Ultimately, Doug and I have spent the better part of the summer curled up on Mackenzie's floor with one arm draped over the bed railing holding her hand. Try to make a premature escape and BOOM! she squeezes even harder as if to say, "You're mine. I rule this house. You will do as I say. And tonight you're keeping your ass on this floor as long as I want you there."
So after countless mornings waking up sore and stiff I had finally had enough.
We needed change.
Our solution? Leave the door open.
How, you ask, do we ensure that she stays in her room?
By standing outside of it and escorting
her to bed each time she gets up.
And over
And over
And over.
And depending on who you ask you can say something like, "Stay in bed and I'll be back in five minutes to check on you."
Like she has any concept of five minutes.
Or you can say nothing. Because making her feel ignored and unloved is really helpful and effective.
So we're seeing what works for us, staying consistent with the toddler walk of shame, back into the bedroom. Back under the covers.

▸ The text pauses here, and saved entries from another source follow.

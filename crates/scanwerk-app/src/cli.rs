// SPDX-License-Identifier: PMPL-1.0-or-later
// Copyright (c) 2026 Jonathan D.A. Jewell (hyperpolymath) <jonathan.jewell@open.ac.uk>
//
// Command-line interface: argument parsing and command dispatch.

use std::path::PathBuf;

use clap::{Args, Parser, Subcommand};

use scanwerk_core::AppConfig;
use scanwerk_core::error::{Result, ScanwerkError};
use scanwerk_core::types::{ColorMode, InputSource, ScanResult, SourceOverride};
use scanwerk_escl::{EsclClient, ScannerCapabilities, SourceCapabilities};
use scanwerk_escl::source::{decide, gather_evidence};

use crate::services::data_dir;
use crate::services::{AutoGate, PassGate, PromptGate, ScanRequest, ScanService};

#[derive(Debug, Parser)]
#[command(name = "scanwerk", version, about = "Scan documents from network scanners over eSCL")]
pub struct Cli {
    /// Scanner host, IP address or URL (overrides the saved configuration).
    #[arg(long, env = "SCANWERK_HOST", global = true)]
    pub host: Option<String>,

    /// Log debug detail.
    #[arg(short, long, global = true)]
    pub verbose: bool,

    #[command(subcommand)]
    pub command: Command,
}

#[derive(Debug, Subcommand)]
pub enum Command {
    /// Scan once into a PDF
    Scan {
        /// Output file (default: the configured file name pattern)
        output: Option<PathBuf>,
        #[command(flatten)]
        naming: Naming,
        #[command(flatten)]
        options: ScanOptions,
    },
    /// Manual duplex: scan fronts, flip the stack, scan backs, merge
    Duplex {
        /// Output file (default: the configured file name pattern)
        output: Option<PathBuf>,
        #[command(flatten)]
        naming: Naming,
        #[command(flatten)]
        options: ScanOptions,
        /// Do not wait for confirmation between passes
        #[arg(short, long)]
        yes: bool,
    },
    /// Show scanner status, detected paper source and capabilities
    Status,
    /// List jobs known to the scanner
    Jobs,
    /// Save options as the new defaults and print the configuration
    Config {
        #[command(flatten)]
        options: ScanOptions,
        /// Remember the scanner's UUID and warn when another device answers
        #[arg(long)]
        expected_uuid: Option<String>,
        /// Output file name pattern; {class}, {date}, {time}, {topic} and
        /// {ext} are expanded
        #[arg(long)]
        filename_pattern: Option<String>,
        /// File a document class into a folder, as NAME=DIR (repeatable)
        #[arg(long = "add-class", value_name = "NAME=DIR", value_parser = parse_class)]
        add_classes: Vec<(String, PathBuf)>,
        /// Forget a document class (repeatable)
        #[arg(long = "remove-class", value_name = "NAME")]
        remove_classes: Vec<String>,
    },
}

/// How a scan without an explicit output path is named and filed.
#[derive(Debug, Clone, Default, Args)]
pub struct Naming {
    /// Document class; the file goes into the class folder
    #[arg(short = 'k', long)]
    pub class: Option<String>,
    /// Free-text topic for the {topic} token
    #[arg(short, long, default_value = "")]
    pub topic: String,
}

/// Scan settings that may be given on the command line.
#[derive(Debug, Clone, Default, Args)]
pub struct ScanOptions {
    /// Resolution in dpi (75-1200)
    #[arg(short, long)]
    pub resolution: Option<u32>,
    /// Colour mode; anything starting with "gray" scans in grayscale
    #[arg(short, long)]
    pub color: Option<String>,
    /// Media size name, e.g. A4 or Letter
    #[arg(long)]
    pub page_size: Option<String>,
    /// Paper source: auto, feeder or platen
    #[arg(short, long)]
    pub source: Option<SourceOverride>,
    /// Ask the feeder for two-sided capture
    #[arg(long, overrides_with = "no_duplex")]
    pub duplex: bool,
    /// Single-sided capture
    #[arg(long, overrides_with = "duplex")]
    pub no_duplex: bool,
    /// Fit settings to the scanner's advertised capabilities
    #[arg(long, overrides_with = "no_fit")]
    pub fit: bool,
    /// Use settings as given instead of fitting them to the scanner
    #[arg(long, overrides_with = "fit")]
    pub no_fit: bool,
}

impl ScanOptions {
    /// Overlay these options onto `config`.
    pub fn apply(&self, config: &mut AppConfig) {
        if let Some(dpi) = self.resolution {
            config.resolution_dpi = dpi;
        }
        if let Some(label) = &self.color {
            config.color_mode = ColorMode::from_label(label);
        }
        if let Some(page_size) = &self.page_size {
            config.page_size = page_size.clone();
        }
        if let Some(source) = self.source {
            config.source = source;
        }
        if let Some(duplex) = flag(self.duplex, self.no_duplex) {
            config.duplex = duplex;
        }
        if let Some(fit) = flag(self.fit, self.no_fit) {
            config.fit_to_device = fit;
        }
    }

    fn request(&self, config: &AppConfig) -> ScanRequest {
        let mut config = config.clone();
        self.apply(&mut config);
        ScanRequest::from_config(&config)
    }
}

/// Run a parsed command line.
pub async fn run(cli: Cli) -> Result<()> {
    let dir = data_dir::data_dir();
    let mut config = data_dir::load_config(&dir);
    if let Some(host) = &cli.host {
        config.host = Some(host.clone());
    }

    match cli.command {
        Command::Scan {
            output,
            naming,
            options,
        } => {
            let out = output_path(output, &naming, &config)?;
            let service = connect(&config).await?;
            let result = service.scan_to_file(&options.request(&config), &out).await?;
            print_result(&result);
        }
        Command::Duplex {
            output,
            naming,
            options,
            yes,
        } => {
            let out = output_path(output, &naming, &config)?;
            let service = connect(&config).await?;
            let mut auto = AutoGate;
            let mut prompt = PromptGate::stdio();
            let gate: &mut dyn PassGate = if yes { &mut auto } else { &mut prompt };
            let result = service
                .scan_manual_duplex(&options.request(&config), &out, gate)
                .await?;
            print_result(&result);
        }
        Command::Status => {
            let client = client(&config)?;
            print_status(&client, &config).await?;
        }
        Command::Jobs => {
            let client = client(&config)?;
            match client.list_jobs().await {
                Some(jobs) if jobs.is_empty() => println!("No jobs."),
                Some(jobs) => {
                    for job in jobs {
                        println!("{:<12} {}", job.state, job.uri);
                    }
                }
                None => println!("This scanner does not list its jobs."),
            }
        }
        Command::Config {
            options,
            expected_uuid,
            filename_pattern,
            add_classes,
            remove_classes,
        } => {
            options.apply(&mut config);
            if let Some(uuid) = expected_uuid {
                config.expected_uuid = Some(uuid);
            }
            if let Some(pattern) = filename_pattern {
                config.filename_pattern = pattern;
            }
            for name in remove_classes {
                if config.classes.remove(&name).is_none() {
                    eprintln!("No class named '{name}'.");
                }
            }
            config.classes.extend(add_classes);
            // Fail early on settings the scanner would reject anyway.
            config.scan_settings(InputSource::Platen)?;
            data_dir::persist_config(&dir, &config)?;
            println!("{}", serde_json::to_string_pretty(&config)?);
            println!("Saved to {}", data_dir::config_path(&dir).display());
        }
    }

    Ok(())
}

fn client(config: &AppConfig) -> Result<EsclClient> {
    let host = config.host.as_deref().ok_or_else(|| {
        ScanwerkError::InvalidEndpoint("no scanner configured (use --host or SCANWERK_HOST)".into())
    })?;
    EsclClient::new(host)
}

/// Build the scan service. The reachability check only warns.
async fn connect(config: &AppConfig) -> Result<ScanService> {
    let client = client(config)?;
    Ok(ScanService::connect(client, config.expected_uuid.as_deref()).await)
}

fn output_path(output: Option<PathBuf>, naming: &Naming, config: &AppConfig) -> Result<PathBuf> {
    match output {
        Some(path) => Ok(path),
        None => config.output_path(
            chrono::Local::now().naive_local(),
            naming.class.as_deref(),
            &naming.topic,
        ),
    }
}

/// `--flag` / `--no-flag` pair: `None` when neither was given.
fn flag(on: bool, off: bool) -> Option<bool> {
    match (on, off) {
        (true, _) => Some(true),
        (_, true) => Some(false),
        _ => None,
    }
}

fn parse_class(arg: &str) -> std::result::Result<(String, PathBuf), String> {
    match arg.split_once('=') {
        Some((name, dir)) if !name.trim().is_empty() && !dir.trim().is_empty() => {
            Ok((name.trim().to_string(), PathBuf::from(dir.trim())))
        }
        _ => Err(format!("expected NAME=DIR, got '{arg}'")),
    }
}

async fn print_status(client: &EsclClient, config: &AppConfig) -> Result<()> {
    println!("Scanner:  {}", client.base());

    let probe = client.probe(config.expected_uuid.as_deref()).await;
    if let Some(model) = &probe.make_and_model {
        println!("Model:    {model}");
    }
    match probe.verified {
        Some(true) => println!("Identity: matches saved UUID"),
        Some(false) => println!("Identity: DIFFERENT device than the saved UUID"),
        None => {}
    }

    let report = client.status().await?;
    println!("State:    {}", report.scanner_state().unwrap_or("unknown"));
    if let Some(adf) = report.adf_state() {
        println!("Feeder:   {adf}");
    }

    let evidence = gather_evidence(&report);
    let source = decide(config.source, &evidence);
    println!("Source:   {source} ({} signal(s), preference {:?})", evidence.len(), config.source);

    if let Some(caps) = ScannerCapabilities::query(client).await {
        if let Some(platen) = &caps.platen {
            print_source("Platen:", platen);
        }
        if let Some(feeder) = &caps.feeder {
            let label = if caps.feeder_duplex { "Feeder (duplex):" } else { "Feeder:" };
            print_source(label, feeder);
        }
    }

    Ok(())
}

fn print_source(label: &str, caps: &SourceCapabilities) {
    let dpi: Vec<String> = caps.resolutions.iter().map(u32::to_string).collect();
    let modes: Vec<String> = caps.color_modes.iter().map(ColorMode::to_string).collect();
    println!("{label}");
    if !dpi.is_empty() {
        println!("  dpi      {}", dpi.join(", "));
    }
    if !modes.is_empty() {
        println!("  colour   {}", modes.join(", "));
    }
}

fn print_result(result: &ScanResult) {
    println!("Saved {}", result.path.display());
    println!("  source   {}", result.source);
    println!(
        "  settings {} dpi, {}, {}",
        result.settings.resolution_dpi(),
        result.settings.color_mode(),
        result.settings.page_size()
    );
    if let Some(pages) = result.page_count {
        println!("  pages    {pages}");
    }
    println!("  size     {} bytes", result.bytes);
    println!("  sha256   {}", result.sha256);
}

So far Mackenzie has been trying her hand at every possible stall tactic...
"I have boogies."
"I have a boo boo."
"I have poops."
"I have pee pee."
"I'm scared of something."
Doug points out that these pleas for attention would work on us if they weren't lumped together. I'd go running to rescue Mackenzie if she simply cried, "Something hurts." But when it's paired with "I have snots" or "I want chocolate milk" I'm not as inclined to tend to the boy who cried wolf. (Note to self: bad idea to ever let her taste chocolate milk!)
Admittedly, my biggest fear is that Mackenzie is too damn manipulative for someone who's barely two. She knows how to push our buttons. And I'm starting to think that she just might be smarter than I am. But if we let her win, no one in this house will ever sleep again...

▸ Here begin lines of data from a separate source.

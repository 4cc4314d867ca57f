// SPDX-License-Identifier: PMPL-1.0-or-later
// Copyright (c) 2026 Jonathan D.A. Jewell (hyperpolymath) <jonathan.jewell@open.ac.uk>
//
// Unified error types for Scanwerk.

use thiserror::Error;

/// Top-level error type for all Scanwerk operations.
#[derive(Debug, Error)]
pub enum ScanwerkError {
    // -- Scan job protocol --
    #[error("scanner stayed busy for {attempts} attempts")]
    DeviceBusy { attempts: u32 },

    #[error("malformed job acceptance: {0}")]
    MalformedAcceptance(String),

    #[error("scanner rejected the request with HTTP {status}: {detail}")]
    Rejected { status: u16, detail: String },

    #[error("scanner unreachable: {0}")]
    Transport(String),

    // -- Configuration --
    #[error("invalid scanner endpoint '{0}'")]
    InvalidEndpoint(String),

    #[error("invalid scan settings: {0}")]
    InvalidSettings(String),

    // -- Document assembly --
    #[error("document assembly failed: {0}")]
    Assembly(String),

    #[error("scan aborted before pass {pass}")]
    Aborted { pass: u8 },

    // -- Storage / persistence --
    #[error("file I/O error: {0}")]
    Io(#[from] std::io::Error),

    #[error("serialization error: {0}")]
    Serialization(#[from] serde_json::Error),
}

impl ScanwerkError {
    /// Whether a failed submission against one paper source may be retried
    /// once against the other source.
    ///
    /// Transport failures are surfaced directly: a different source will not
    /// make an unreachable device reachable.
    pub fn allows_source_fallback(&self) -> bool {
        matches!(
            self,
            Self::DeviceBusy { .. } | Self::MalformedAcceptance(_) | Self::Rejected { .. }
        )
    }
}

/// Alias used throughout the codebase.
pub type Result<T> = std::result::Result<T, ScanwerkError>;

Except, perhaps Braden, who has endured so much noise he's now capable of sleeping through anything.

1 comment:

  1. LOL, we went through the exact same thing with our daughter when she was 2 and transitioned to a toddler bed. The escape attempts, the "I need this thing or that thing", everything. I'm glad to hear we weren't the only ones.

    What you did sounds just right, though we tried something else in between: setting up a baby gate across her doorway. This let her open the door and look out (or call to us), but kept her physically in the room. Eventually we got rid of this and did it your way. Thanks for this post!